LE 7H50 du Préfet du Gard : « Ça aurait pu être bien pire... »
Moins nombreux, mais plus violents. C’est le constat que dresse le préfet du Gard, Didier Lauga, après l’acte IX des gilets jaunes.
Objectif Gard : Samedi, à Nîmes, plusieurs casseurs ont brisé des vitrines de banques, se sont attaqués au centre des impôts. Vous attendiez-vous à de telles exactions ?
Didier Lauga : Malheureusement oui. Tous les éléments allaient dans ce sens. En conférence de presse, la veille, j’avais dit que l’on s’attendait à quelque chose de violent. La manifestation s’est déroulée en deux temps : d’abord le matin, avec un millier de personnes et une deuxième vague l’après-midi, avec 500 personnes qui sont entrées dans le centre-ville. Ça a été très compliqué. J’ai suivi la manifestation sur les écrans. J’ai même vu des gilets jaunes filmer leurs camarades en train de casser la vitrine d’une banque.
Qui sont les casseurs ? Des gilets jaunes ou des fauteurs de trouble ?
Il a eu 10 interpellation. Sur ces 10 personnes, deux ont été remis en liberté pour des raisons médicales. Quand ils sont arrêtés, ils sortent de mon domaine de compétence. Je ne fais pas de langue de bois, mais je ne connais pas leurs antécédents.
La manifestation de samedi n’était pas déclarée en préfecture. Au vu de ce qui s’est passé, n’y-a-t-il pas une forme d’impuissance de l’État ?
On peut voir le verre à moitié plein ou à moitié vite. On a essayé de contenir les manifestants au maximum, dont certains venaient clairement pour casser et en découdre avec les forces de l’ordre. Il avait des masques, cagoules… Il y a eu des interpellations. Mais le droit de manifester est un droit constitutionnel. On est plutôt face à une volonté du législateur de maintenir un régime très libéral plutôt qu’à une impuissance de l’État.
Aujourd’hui, ne pas déclarer une manifestation est puni d’une contravention. Ce n’est pas avec ça que l’on va faire trembler les gens. Une sanction plus lourde, je pense que ça donnerait à réfléchir à certains. Je sais que c’est actuellement l’une des pistes à laquelle réfléchit le gouvernement.
Si c’était à refaire, vous seriez-vous préparé différemment ?
Oh, c’est toujours difficile de dire ça ! J’ai demandé des moyens, je les ai eu. Ceux qui ont subi des dommages diront que je suis trop optimiste, mais ça aurait pu être bien pire. Encore une fois, je renvoie aux images. Certains cherchaient l’incident et s’étaient équipés en conséquence. Je pense que le dispositif était adapté à la situation, compte tenu du déroulement de la journée.

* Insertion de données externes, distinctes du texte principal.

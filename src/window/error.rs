//! Failure causes recorded on a [`RequestPromise`](super::RequestPromise).

use std::sync::Arc;

use thiserror::Error;

/// Source error carried by [`RequestError::Write`].
pub type WriteErrorSource = Arc<dyn std::error::Error + Send + Sync>;

/// Why a request did not complete with a response.
///
/// Cloneable so every observer of a promise can hold the cause.
#[non_exhaustive]
#[derive(Debug, Error, Clone)]
pub enum RequestError {
    /// No slot became free within the admission timeout.
    #[error("no free window slot within the admission timeout")]
    AdmissionTimeout,
    /// A request with the same key is still in flight.
    #[error("a request with the same key is already in flight")]
    DuplicateKey,
    /// Admitted, but no response arrived before the deadline.
    #[error("request expired before a response arrived")]
    Expired,
    /// The transport failed to write the admitted request.
    #[error("failed to write request: {0}")]
    Write(#[source] WriteErrorSource),
    /// The connection closed while the request was in flight.
    #[error("connection closed")]
    ConnectionClosed,
    /// The window was destroyed before the request could be admitted.
    #[error("window destroyed")]
    Interrupted,
}

impl RequestError {
    /// Wrap a transport failure.
    pub fn write(source: impl std::error::Error + Send + Sync + 'static) -> Self {
        Self::Write(Arc::new(source))
    }
}
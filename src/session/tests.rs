//! Unit tests for session wiring.

use std::{
    sync::{
        Arc,
        atomic::{AtomicUsize, Ordering},
    },
    time::Duration,
};

use async_trait::async_trait;
use rstest::rstest;
use tracing_test::traced_test;

use super::*;

/// Transport whose connection is already gone.
struct DeadTransport;

#[async_trait]
impl Transport for DeadTransport {
    fn send(&self, _message: Message) -> WriteCompletion {
        Box::pin(async { Err(TransportError::Closed) })
    }

    async fn close(&self, _timeout: Duration) -> Result<(), TransportError> { Ok(()) }

    fn is_active(&self) -> bool { false }
}

fn dead_session(handler: Arc<dyn SessionHandler>) -> Session {
    Session::new(SessionConfig::default(), Arc::new(DeadTransport), handler)
}

/// Transport that accepts every write and ignores close requests.
struct LingeringTransport;

#[async_trait]
impl Transport for LingeringTransport {
    fn send(&self, _message: Message) -> WriteCompletion { Box::pin(async { Ok(()) }) }

    async fn close(&self, _timeout: Duration) -> Result<(), TransportError> { Ok(()) }

    fn is_active(&self) -> bool { true }
}

#[derive(Default)]
struct ReadyCounter(AtomicUsize);

#[async_trait]
impl SessionHandler for ReadyCounter {
    async fn on_session_ready(&self, _session: &Session) { self.0.fetch_add(1, Ordering::SeqCst); }
}

fn lingering_session(handler: Arc<ReadyCounter>) -> Session {
    Session::new(SessionConfig::default(), Arc::new(LingeringTransport), handler)
}

#[rstest]
#[traced_test]
#[tokio::test]
async fn identify_over_a_dead_transport_closes_the_session() {
    let session = dead_session(Arc::new(DefaultSessionHandler));

    let result = session.identify(Admin::identify("box")).await;

    assert!(matches!(
        result,
        Err(SessionError::Transport(TransportError::Closed))
    ));
    assert_eq!(session.state(), SessionState::Closed);
    assert!(logs_contain("identify failed"));
    assert!(logs_contain("closing session"));
}

#[rstest]
#[tokio::test]
async fn requests_on_a_dead_transport_fail_with_the_write_error() {
    let session = dead_session(Arc::new(DefaultSessionHandler));

    let promise = session
        .send_request(Sms::new("1", "2", "hello"), Duration::ZERO)
        .await;

    assert!(promise.wait(None).await);
    assert!(matches!(promise.cause(), Some(RequestError::Write(_))));
}

#[test]
fn transport_events_do_not_keep_the_session_alive() {
    let handler = Arc::new(DefaultSessionHandler);
    let session = dead_session(handler.clone());
    let events = session.transport_events();

    drop(session);

    assert_eq!(Arc::strong_count(&handler), 1);
    drop(events);
}

#[test]
fn debug_output_names_the_state() {
    let session = dead_session(Arc::new(DefaultSessionHandler));
    let rendered = format!("{session:?}");
    assert!(rendered.contains("state: Open"), "{rendered}");
}

#[rstest]
#[traced_test]
#[tokio::test]
async fn events_after_drop_are_ignored() {
    let session = dead_session(Arc::new(DefaultSessionHandler));
    let events = session.transport_events();
    drop(session);

    events.on_transport_closed().await;
    events
        .on_inbound_message(Message::from(HeartBeat::new(1)))
        .await;

    assert!(!logs_contain("connection lost"));
}

#[rstest]
#[tokio::test]
async fn closed_session_is_not_reported_ready() {
    let handler = Arc::new(ReadyCounter::default());
    let session = lingering_session(handler.clone());
    session.close().await;

    session
        .identify(Admin::identify("box"))
        .await
        .expect("write accepted");

    assert_eq!(session.state(), SessionState::Closed);
    assert_eq!(handler.0.load(Ordering::SeqCst), 0);
}

#[rstest]
#[tokio::test]
async fn repeated_identify_reports_ready_once() {
    let handler = Arc::new(ReadyCounter::default());
    let session = lingering_session(handler.clone());

    for _ in 0..2 {
        session
            .identify(Admin::identify("box"))
            .await
            .expect("write accepted");
    }

    assert!(session.is_identified());
    assert_eq!(handler.0.load(Ordering::SeqCst), 1);
}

Concernant les dégâts sur les agences bancaires. Qui va payer ?
Dans un premier temps, ce sont les assurances. Ensuite, dans le cadre d'une manifestation, il est toujours possible de se retourner contre les auteurs. Mais c’est toujours compliqué de les retrouver. On peut aussi poursuivre l’État, si on estime que les forces de l’ordre ont failli.
Après la trêve des confiseurs, les gilets jaunes semblent avoir repris du service. Vous attendez-vous à de nouveaux mouvements intensifs dans les semaines à venir ?
Tout ce que je vois, c’est que le nombre diminue. Dans le Gard, le 17 novembre, nous avions plusieurs milliers de manifestants dehors. Samedi, il y en avait 1 500 dans tout le Gard. En deux mois, l’effectif a fondu ! Pendant des semaines, nous avions des actions tous les jours : les ronds-points occupés, le carrefour d’Aimargues, le barrage de Dions, la rocade d’Alès… Désormais ça n’existe plus.
Évidement à la place, certains essaient de compenser par la violence. Je reste optimiste et j’espère que le grand débat convaincra certains de retourner sur le chemin de la démocratie. Si la faction violente ne se sent plus soutenue par l’opinion, ils seront moins nombreux et, petit à petit, le phénomène finira par se dissoudre.